START Records to process

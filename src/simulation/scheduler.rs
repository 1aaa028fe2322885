//! Scheduling pipeline
//!
//! [`AppointmentScheduler`] owns the validated configuration, the single random
//! number generator and the three tables. Stages run in order (slots, appointments
//! with rebooking, patients) and each stage either replaces its table completely or
//! fails without touching any table.

use chrono::{NaiveDate, NaiveDateTime};
use rand::rngs::StdRng;
use rand::SeedableRng;
use std::collections::{BTreeMap, BTreeSet};
use std::path::Path;
use tracing::{debug, info, instrument};

use crate::appointments::{
    finalize_appointments, Appointment, AppointmentGenerator, LeadTimeDistribution,
    PunctualityModel,
};
use crate::calendar::{generate_slots, Slot};
use crate::patients::{add_custom_column, Patient, PatientGenerator};
use crate::simulation::{
    export, summarize_slots, AppointmentStatistics, SchedulerError, SchedulerResult, SlotSummary,
};
use crate::types::{AppointmentId, SchedulerConfig, SlotId, ValidatedConfig};

/// Pipeline owner for one synthetic dataset
#[derive(Debug)]
pub struct AppointmentScheduler {
    config: ValidatedConfig,
    rng: StdRng,
    slots: Option<Vec<Slot>>,
    appointments: Vec<Appointment>,
    patients: Vec<Patient>,
}

impl AppointmentScheduler {
    /// Validate `config` and seed the generator
    #[instrument(skip(config), fields(seed = ?config.seed))]
    pub fn new(config: SchedulerConfig) -> SchedulerResult<Self> {
        let config = config.validate()?;
        Ok(Self::from_validated(config))
    }

    /// Build from an already validated configuration
    pub fn from_validated(config: ValidatedConfig) -> Self {
        let rng = if let Some(seed) = config.seed {
            info!("Using deterministic seed: {}", seed);
            StdRng::seed_from_u64(seed)
        } else {
            debug!("Using entropy-based random seed");
            StdRng::from_entropy()
        };
        info!(
            ranges = config.date_ranges.len(),
            ref_date = %config.ref_date,
            fill_rate = config.fill_rate,
            "Initialized appointment scheduler"
        );
        Self {
            config,
            rng,
            slots: None,
            appointments: Vec::new(),
            patients: Vec::new(),
        }
    }

    /// The validated configuration
    pub fn config(&self) -> &ValidatedConfig {
        &self.config
    }

    /// Slot table; empty until [`generate_slots`](Self::generate_slots) has run
    pub fn slots(&self) -> &[Slot] {
        self.slots.as_deref().unwrap_or(&[])
    }

    /// Appointment table
    pub fn appointments(&self) -> &[Appointment] {
        &self.appointments
    }

    /// Patient table
    pub fn patients(&self) -> &[Patient] {
        &self.patients
    }

    /// Minutes per slot
    pub fn slot_duration_min(&self) -> u32 {
        self.config.slot_duration_min()
    }

    /// Build the slot table. Appointments and patients from an earlier run are dropped.
    pub fn generate_slots(&mut self) -> &[Slot] {
        let slots = generate_slots(&self.config);
        crate::stage_event!(info, "slots", "Slot table ready", slots = slots.len());
        self.appointments.clear();
        self.patients.clear();
        self.slots.insert(slots)
    }

    fn require_slots(&self) -> SchedulerResult<&[Slot]> {
        match self.slots.as_deref() {
            None => Err(SchedulerError::value_error(
                "Slots have not been generated; call generate_slots() first",
            )),
            Some([]) => Err(SchedulerError::value_error(
                "Slot table is empty; no appointments can be booked",
            )),
            Some(slots) => Ok(slots),
        }
    }

    /// Book the slot table, rebook failed appointments and finalize the result.
    ///
    /// Every slot is treated as free at the start, so repeated calls replace the
    /// previous appointment table. Patients are dropped.
    #[instrument(skip(self))]
    pub fn generate_appointments(&mut self) -> SchedulerResult<&[Appointment]> {
        let mut slots = self.require_slots()?.to_vec();
        for slot in slots.iter_mut() {
            slot.is_available = true;
        }

        let mut generator = AppointmentGenerator::new(&self.config)?;
        let mut appointments = generator.generate(&mut slots, &mut self.rng)?;
        let failed: Vec<Appointment> = appointments
            .iter()
            .filter(|a| a.status.is_rebookable())
            .cloned()
            .collect();
        if !failed.is_empty() {
            let successors = generator.rebook(&mut slots, &failed, &mut self.rng)?;
            appointments.extend(successors);
        }
        finalize_appointments(&mut appointments)?;
        crate::stage_event!(
            info,
            "appointments",
            "Appointment table ready",
            appointments = appointments.len(),
            rebooked_from = failed.len(),
        );

        self.slots = Some(slots);
        self.appointments = appointments;
        self.patients.clear();
        Ok(&self.appointments)
    }

    /// Rebook specific failed appointments from the current table.
    ///
    /// Candidates are matched by identifier and read back from the table, so the
    /// table's status and depth decide, not the caller's copy. Every candidate must
    /// be cancelled or did-not-attend. Candidates that already have a successor are
    /// skipped, which makes a repeated call a no-op for them. Successors inherit the
    /// candidate's patient and, like pipeline rebookings, do not count toward the
    /// per-patient visit cap. The table is re-finalized, so identifiers change; the
    /// returned rows carry the new ones.
    #[instrument(skip(self, candidates), fields(candidates = candidates.len()))]
    pub fn rebook_appointments(&mut self, candidates: &[Appointment]) -> SchedulerResult<Vec<Appointment>> {
        self.require_slots()?;
        if candidates.is_empty() {
            return Err(SchedulerError::value_error("No appointments given to rebook"));
        }

        let pending = {
            let by_id: BTreeMap<&AppointmentId, &Appointment> = self
                .appointments
                .iter()
                .map(|a| (&a.appointment_id, a))
                .collect();
            let rebooked: BTreeSet<&AppointmentId> = self
                .appointments
                .iter()
                .filter_map(|a| a.rebooked_from.as_ref())
                .collect();
            let mut seen = BTreeSet::new();
            let mut pending = Vec::with_capacity(candidates.len());
            for candidate in candidates {
                let Some(row) = by_id.get(&candidate.appointment_id) else {
                    return Err(SchedulerError::value_error(format!(
                        "Appointment {} is not in the appointment table",
                        candidate.appointment_id
                    )));
                };
                if rebooked.contains(&row.appointment_id) || !seen.insert(&row.appointment_id) {
                    continue;
                }
                pending.push((*row).clone());
            }
            pending
        };
        if pending.len() < candidates.len() {
            debug!(
                skipped = candidates.len() - pending.len(),
                "Skipping candidates that already have a successor"
            );
        }
        if pending.is_empty() {
            return Ok(Vec::new());
        }

        let mut slots = self.require_slots()?.to_vec();
        let mut generator =
            AppointmentGenerator::new(&self.config)?.starting_after(self.appointments.len());
        let successors = generator.rebook(&mut slots, &pending, &mut self.rng)?;
        crate::stage_event!(info, "rebooking", "Rebooked candidates", successors = successors.len());
        let new_slots: BTreeSet<SlotId> = successors.iter().map(|a| a.slot_id.clone()).collect();

        let mut appointments = self.appointments.clone();
        appointments.extend(successors);
        finalize_appointments(&mut appointments)?;

        self.slots = Some(slots);
        self.appointments = appointments;
        Ok(self
            .appointments
            .iter()
            .filter(|a| new_slots.contains(&a.slot_id))
            .cloned()
            .collect())
    }

    /// Replace the patient table with `total` standalone patients.
    ///
    /// Appointments lose their patient links.
    pub fn generate_patients(&mut self, total: usize) -> SchedulerResult<&[Patient]> {
        let patients = PatientGenerator::new(&self.config)?.generate(total, &mut self.rng)?;
        crate::stage_event!(info, "patients", "Standalone patient table ready", patients = total);
        for appointment in self.appointments.iter_mut() {
            appointment.clear_patient();
        }
        self.patients = patients;
        Ok(&self.patients)
    }

    /// Draw status (and timing) for caller-supplied rows
    pub fn assign_status(&mut self, rows: &mut [Appointment]) -> SchedulerResult<()> {
        AppointmentGenerator::new(&self.config)?.assign_status(rows, &mut self.rng);
        Ok(())
    }

    /// Simulated arrival time for an appointment starting at `scheduled`
    pub fn generate_check_in_time(&mut self, scheduled: NaiveDateTime) -> SchedulerResult<NaiveDateTime> {
        let model = PunctualityModel::new(
            self.config.check_in_time_mean,
            self.config.noise,
            self.config.slot_duration_min(),
        )?;
        Ok(model.sample_check_in(scheduled, &mut self.rng))
    }

    /// Lead-time distribution over `0..=max_interval` fitted to the configured median
    pub fn lead_time_pmf(&self, max_interval: u32) -> LeadTimeDistribution {
        LeadTimeDistribution::fit(max_interval, self.config.median_lead_time)
    }

    /// Month weight times weekday weight for a date
    pub fn date_weight_raw(&self, date: NaiveDate) -> f64 {
        self.config.calendar.raw_weight(date)
    }

    /// Preview `n` calendar-weighted past slots without booking them.
    ///
    /// With a configured seed the draw comes from a generator seeded the same way as
    /// the pipeline, so repeated calls agree and the pipeline's own stream is unaffected.
    pub fn weighted_sample_past_slots(&self, n: usize) -> SchedulerResult<Vec<Slot>> {
        let slots = self.require_slots()?;
        let mut probe = match self.config.seed {
            Some(seed) => StdRng::seed_from_u64(seed),
            None => StdRng::from_entropy(),
        };
        let picked = AppointmentGenerator::new(&self.config)?.sample_past_slots(slots, n, &mut probe)?;
        Ok(picked.into_iter().map(|i| slots[i].clone()).collect())
    }

    /// Add a categorical column to the patient table
    pub fn add_custom_column<S: AsRef<str>>(
        &mut self,
        name: &str,
        categories: &[S],
        distribution_type: &str,
        custom_probs: Option<&[f64]>,
    ) -> SchedulerResult<()> {
        add_custom_column(
            &mut self.patients,
            name,
            categories,
            distribution_type,
            custom_probs,
            &mut self.rng,
        )
    }

    /// Run every stage: slots, appointments (with rebooking), then patient linkage
    #[instrument(skip(self))]
    pub fn generate(&mut self) -> SchedulerResult<()> {
        self.generate_slots();
        self.generate_appointments()?;

        let mut appointments = self.appointments.clone();
        let patients = PatientGenerator::new(&self.config)?.link(&mut appointments, &mut self.rng)?;
        self.appointments = appointments;
        self.patients = patients;

        info!(
            slots = self.slots().len(),
            appointments = self.appointments.len(),
            patients = self.patients.len(),
            "Generation complete"
        );
        Ok(())
    }

    /// Summary of the slot table
    pub fn summarize_slots(&self) -> SchedulerResult<SlotSummary> {
        summarize_slots(self.slots(), &self.config)
    }

    /// Statistics of the appointment and patient tables
    pub fn statistics(&self) -> AppointmentStatistics {
        AppointmentStatistics::from_tables(&self.appointments, &self.patients)
    }

    /// Write `slots.csv`, `appointments.csv` and `patients.csv` into `dir`
    pub fn to_csv<P: AsRef<Path>>(&self, dir: P) -> SchedulerResult<()> {
        export::write_all(dir, self.slots(), &self.appointments, &self.patients)
    }
}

END Records to process

How many of the lines above include the word "SchedulerError"? Give that number without comment.

5